The line containing "use crate::types::new_job_id;" marks the end, so write out exactly every line from the top of the entries below through that one.

:::::

// ---------------------------------------------------------------------------
// Tests
// ---------------------------------------------------------------------------

#[cfg(test)]
mod tests {
    use super::*;
    use crate::job::{ParsingConfig, SourceFile, SourceFormat};
    use crate::types::new_job_id;

    fn job_with_target() -> ImportJob {
        let mut job = ImportJob::new(
            new_job_id(),
            SourceFile::new("/tmp/a.csv", 2048),
            ParsingConfig::for_format(SourceFormat::Csv),
        );
        job.target_collection = Some("people".into());
        job
    }

    fn drive(events: &[JobEvent]) -> JobState {
        events
            .iter()
            .fold(JobState::default(), |state, event| apply(&state, event))
    }

    fn now() -> Timestamp {
        chrono::Utc::now()
    }

    /// A reachable state for every phase.
    fn state_in(phase: JobPhase) -> JobState {
        let job = job_with_target();
        let path: Vec<JobEvent> = match phase {
            JobPhase::Idle => vec![],
            JobPhase::Configuring => vec![JobEvent::FileSelected(job)],
            JobPhase::Analyzing => vec![JobEvent::FileSelected(job), JobEvent::AnalysisStarted],
            JobPhase::Previewed => vec![
                JobEvent::FileSelected(job),
                JobEvent::AnalysisStarted,
                JobEvent::AnalysisCompleted(PreviewReport::default()),
            ],
            JobPhase::Transferring => vec![JobEvent::FileSelected(job), JobEvent::SubmitStarted],
            JobPhase::AwaitingServerAck => vec![
                JobEvent::FileSelected(job),
                JobEvent::SubmitStarted,
                JobEvent::ServerAccepted,
            ],
            JobPhase::Succeeded => vec![
                JobEvent::FileSelected(job),
                JobEvent::SubmitStarted,
                JobEvent::ImportFinished(ImportOutcome::new(10, 0, 5, vec![])),
            ],
            JobPhase::PartiallyFailed => vec![
                JobEvent::FileSelected(job),
                JobEvent::SubmitStarted,
                JobEvent::ImportFinished(ImportOutcome::new(10, 1, 5, vec![])),
            ],
            JobPhase::Failed => vec![
                JobEvent::FileSelected(job),
                JobEvent::SubmitStarted,
                JobEvent::SubmitRejected("400".into()),
            ],
            JobPhase::Cancelled => vec![
                JobEvent::FileSelected(job),
                JobEvent::SubmitStarted,
                JobEvent::Cancelled,
            ],
            JobPhase::CompletedWithError => vec![
                JobEvent::FileSelected(job),
                JobEvent::SubmitStarted,
                JobEvent::ServerAccepted,
                JobEvent::ChannelExhausted("gave up".into()),
            ],
        };
        let state = drive(&path);
        assert_eq!(state.phase, phase, "fixture for {phase} is wrong");
        state
    }

    fn sample_events() -> Vec<JobEvent> {
        vec![
            JobEvent::CollectionsLoaded(vec![]),
            JobEvent::FileSelected(job_with_target()),
            JobEvent::ParsingChanged(ParsingConfig::for_format(SourceFormat::Json)),
            JobEvent::TargetSelected("other".into()),
            JobEvent::MappingsChanged(FieldMappings::new()),
            JobEvent::AnalysisStarted,
            JobEvent::AnalysisCompleted(PreviewReport::default()),
            JobEvent::AnalysisFailed("bad".into()),
            JobEvent::SubmitStarted,
            JobEvent::TransferProgress(50),
            JobEvent::NetworkOffline("down".into()),
            JobEvent::ServerAccepted,
            JobEvent::SubmitRejected("422".into()),
            JobEvent::ChannelOpened,
            JobEvent::ChannelReconnecting { retry_count: 1 },
            JobEvent::ProgressReceived {
                processed: Some(1),
                total: Some(2),
                at: now(),
            },
            JobEvent::ImportFinished(ImportOutcome::new(1, 0, 1, vec![])),
            JobEvent::RemoteFailed("boom".into()),
            JobEvent::ChannelExhausted("gave up".into()),
            JobEvent::TimedOut("slow".into()),
            JobEvent::Cancelled,
            JobEvent::RetryRequested,
            JobEvent::Reset,
        ]
    }

    #[test]
    fn illegal_events_leave_state_unchanged() {
        for phase in JobPhase::ALL {
            let state = state_in(phase);
            for event in sample_events() {
                if next_phase(&state, &event).is_none() {
                    assert_eq!(
                        apply(&state, &event),
                        state,
                        "{} in {phase} must be a no-op",
                        event.name()
                    );
                }
            }
        }
    }

    #[test]
    fn every_reachable_state_holds_invariants() {
        for phase in JobPhase::ALL {
            let state = state_in(phase);
            assert!(state.holds_invariants(), "{phase} fixture");
            for event in sample_events() {
                let next = apply(&state, &event);
                assert!(
                    next.holds_invariants(),
                    "{} from {phase} broke invariants: {next:?}",
                    event.name()
                );
            }
        }
    }

    #[test]
    fn submit_while_active_is_ignored() {
        for phase in [JobPhase::Transferring, JobPhase::AwaitingServerAck] {
            let state = state_in(phase);
            assert_eq!(apply(&state, &JobEvent::SubmitStarted), state);
        }
    }

    #[test]
    fn submit_requires_target() {
        let mut job = job_with_target();
        job.target_collection = None;
        let state = drive(&[JobEvent::FileSelected(job)]);
        assert!(next_phase(&state, &JobEvent::SubmitStarted).is_none());
    }

    #[test]
    fn job_is_frozen_once_submission_begins() {
        let state = state_in(JobPhase::Transferring);
        let changed = apply(
            &state,
            &JobEvent::ParsingChanged(ParsingConfig::for_format(SourceFormat::Json)),
        );
        assert_eq!(changed, state);
        assert_eq!(
            apply(&state, &JobEvent::TargetSelected("x".into())),
            state
        );
    }

    #[test]
    fn parsing_change_invalidates_preview() {
        let state = state_in(JobPhase::Previewed);
        assert!(state.preview.is_some());
        let next = apply(
            &state,
            &JobEvent::ParsingChanged(ParsingConfig::for_format(SourceFormat::Json)),
        );
        assert_eq!(next.phase, JobPhase::Configuring);
        assert!(next.preview.is_none());
    }

    #[test]
    fn analysis_failure_is_a_warning_not_a_failure() {
        let state = state_in(JobPhase::Analyzing);
        let next = apply(&state, &JobEvent::AnalysisFailed("unreadable".into()));
        assert_eq!(next.phase, JobPhase::Configuring);
        assert_eq!(
            next.preview.and_then(|p| p.warning).as_deref(),
            Some("unreadable")
        );
    }

    #[test]
    fn transfer_percent_never_decreases() {
        let state = state_in(JobPhase::Transferring);
        let state = apply(&state, &JobEvent::TransferProgress(60));
        let state = apply(&state, &JobEvent::TransferProgress(40));
        assert_eq!(state.upload.transfer_percent, 60);
        let state = apply(&state, &JobEvent::TransferProgress(250));
        assert_eq!(state.upload.transfer_percent, 100);
    }

    #[test]
    fn acceptance_is_not_completion() {
        let state = state_in(JobPhase::AwaitingServerAck);
        assert_eq!(state.upload.phase, UploadPhase::AwaitingServerAck);
        assert!(state.outcome.is_none());
        assert!(!state.phase.is_terminal());
    }

    #[test]
    fn progress_event_reopens_channel_and_resets_retries() {
        let state = state_in(JobPhase::AwaitingServerAck);
        let state = apply(&state, &JobEvent::ChannelReconnecting { retry_count: 2 });
        assert_eq!(state.channel.phase, ChannelPhase::Reconnecting);
        assert_eq!(state.channel.retry_count, 2);

        let state = apply(
            &state,
            &JobEvent::ProgressReceived {
                processed: Some(40),
                total: None,
                at: now(),
            },
        );
        assert_eq!(state.channel.phase, ChannelPhase::Open);
        assert_eq!(state.channel.retry_count, 0);
        assert_eq!(state.channel.last_known.processed, 40);
        assert!(state.channel.last_event_at.is_some());
    }

    #[test]
    fn absent_counts_keep_prior_values() {
        let state = state_in(JobPhase::AwaitingServerAck);
        let state = apply(
            &state,
            &JobEvent::ProgressReceived {
                processed: Some(10),
                total: Some(100),
                at: now(),
            },
        );
        let state = apply(
            &state,
            &JobEvent::ProgressReceived {
                processed: None,
                total: None,
                at: now(),
            },
        );
        assert_eq!(
            state.channel.last_known,
            ProgressCounts {
                processed: 10,
                total: 100
            }
        );
        assert_eq!(state.channel.last_known.percent(), Some(10));
    }

    #[test]
    fn channel_opened_does_not_override_reconnecting() {
        let state = state_in(JobPhase::AwaitingServerAck);
        let state = apply(&state, &JobEvent::ChannelOpened);
        assert_eq!(state.channel.phase, ChannelPhase::Open);

        let state = apply(&state, &JobEvent::ChannelReconnecting { retry_count: 1 });
        let state = apply(&state, &JobEvent::ChannelOpened);
        assert_eq!(state.channel.phase, ChannelPhase::Reconnecting);
    }

    #[test]
    fn finished_with_failures_is_partial() {
        let state = state_in(JobPhase::AwaitingServerAck);
        let outcome = ImportOutcome::new(900, 10, 100, vec![]);
        let next = apply(&state, &JobEvent::ImportFinished(outcome.clone()));
        assert_eq!(next.phase, JobPhase::PartiallyFailed);
        assert_eq!(next.outcome, Some(outcome));
        assert_eq!(next.channel.phase, ChannelPhase::Closed);
        assert_eq!(next.upload.phase, UploadPhase::Completed);
    }

    #[test]
    fn cancel_closes_channel_and_drops_upload() {
        let state = state_in(JobPhase::Transferring);
        let next = apply(&state, &JobEvent::Cancelled);
        assert_eq!(next.phase, JobPhase::Cancelled);
        assert_eq!(next.channel.phase, ChannelPhase::Closed);
        assert_eq!(next.upload, UploadState::default());
    }

    #[test]
    fn cancel_outside_active_phase_is_ignored() {
        for phase in [JobPhase::Idle, JobPhase::Previewed, JobPhase::Succeeded] {
            let state = state_in(phase);
            assert_eq!(apply(&state, &JobEvent::Cancelled), state);
        }
    }

    #[test]
    fn exhaustion_allows_manual_retry() {
        let state = state_in(JobPhase::CompletedWithError);
        assert_eq!(state.channel.phase, ChannelPhase::Exhausted);
        assert!(state.can_retry_progress());

        let next = apply(&state, &JobEvent::RetryRequested);
        assert_eq!(next.phase, JobPhase::AwaitingServerAck);
        assert_eq!(next.upload.phase, UploadPhase::AwaitingServerAck);
        assert_eq!(next.channel.phase, ChannelPhase::Connecting);
        assert_eq!(next.channel.retry_count, 0);
    }

    #[test]
    fn retry_requires_an_accepted_upload() {
        // Exhaustion while the file was still in flight: the service never
        // acknowledged it, so there is no progress to reconnect to.
        let state = drive(&[
            JobEvent::FileSelected(job_with_target()),
            JobEvent::SubmitStarted,
            JobEvent::NetworkOffline("connection refused".into()),
            JobEvent::ChannelExhausted("gave up".into()),
        ]);
        assert_eq!(state.phase, JobPhase::CompletedWithError);
        assert!(!state.upload.accepted);
        assert!(!state.can_retry_progress());
        assert_eq!(next_phase(&state, &JobEvent::RetryRequested), None);
        assert_eq!(apply(&state, &JobEvent::RetryRequested), state);
    }

    #[test]
    fn acceptance_survives_terminal_phases_until_reset() {
        let accepted = state_in(JobPhase::AwaitingServerAck);
        assert!(accepted.upload.accepted);

        let timed_out = apply(&accepted, &JobEvent::TimedOut("slow".into()));
        assert!(timed_out.upload.accepted);
        assert!(timed_out.can_retry_progress());

        assert!(!apply(&timed_out, &JobEvent::Reset).upload.accepted);

        let resubmitted = apply(&state_in(JobPhase::Previewed), &JobEvent::SubmitStarted);
        assert!(!resubmitted.upload.accepted);
    }

    #[test]
    fn finished_import_reports_inserted_records_as_processed() {
        let state = apply(
            &state_in(JobPhase::AwaitingServerAck),
            &JobEvent::ImportFinished(ImportOutcome::new(900, 10, 1234, vec![])),
        );
        assert_eq!(state.channel.last_known.processed, 900);
        assert_eq!(state.outcome.as_ref().map(|o| o.total_count), Some(910));
    }

    #[test]
    fn reset_preserves_only_collections() {
        let collections = vec![Collection {
            collection_name: "people".into(),
            display_name: None,
            fields: vec![],
        }];
        let state = apply(
            &state_in(JobPhase::Succeeded),
            &JobEvent::CollectionsLoaded(collections.clone()),
        );
        let next = apply(&state, &JobEvent::Reset);
        assert_eq!(
            next,
            JobState {
                collections,
                ..Default::default()
            }
        );
    }

    #[test]
    fn reset_is_rejected_mid_flight() {
        for phase in [
            JobPhase::Analyzing,
            JobPhase::Transferring,
            JobPhase::AwaitingServerAck,
        ] {
            let state = state_in(phase);
            assert_eq!(apply(&state, &JobEvent::Reset), state);
        }
    }

    #[test]
    fn store_dispatch_reports_ignored_events() {
        let mut store = JobStore::new();
        assert!(!store.dispatch(&JobEvent::SubmitStarted));
        assert!(store.dispatch(&JobEvent::FileSelected(job_with_target())));
        assert_eq!(store.phase(), JobPhase::Configuring);
    }

    #[test]
    fn state_serializes() {
        let state = state_in(JobPhase::AwaitingServerAck);
        let json = serde_json::to_value(&state).unwrap();
        assert_eq!(json["phase"], "awaiting_server_ack");
        assert_eq!(json["upload"]["phase"], "awaiting_server_ack");
        let back: JobState = serde_json::from_value(json).unwrap();
        assert_eq!(back, state);
    }
}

:::::

**Response box**
// ---------------------------------------------------------------------------
// Tests
// ---------------------------------------------------------------------------

#[cfg(test)]
mod tests {
    use super::*;
    use crate::job::{ParsingConfig, SourceFile, SourceFormat};
    use crate::types::new_job_id;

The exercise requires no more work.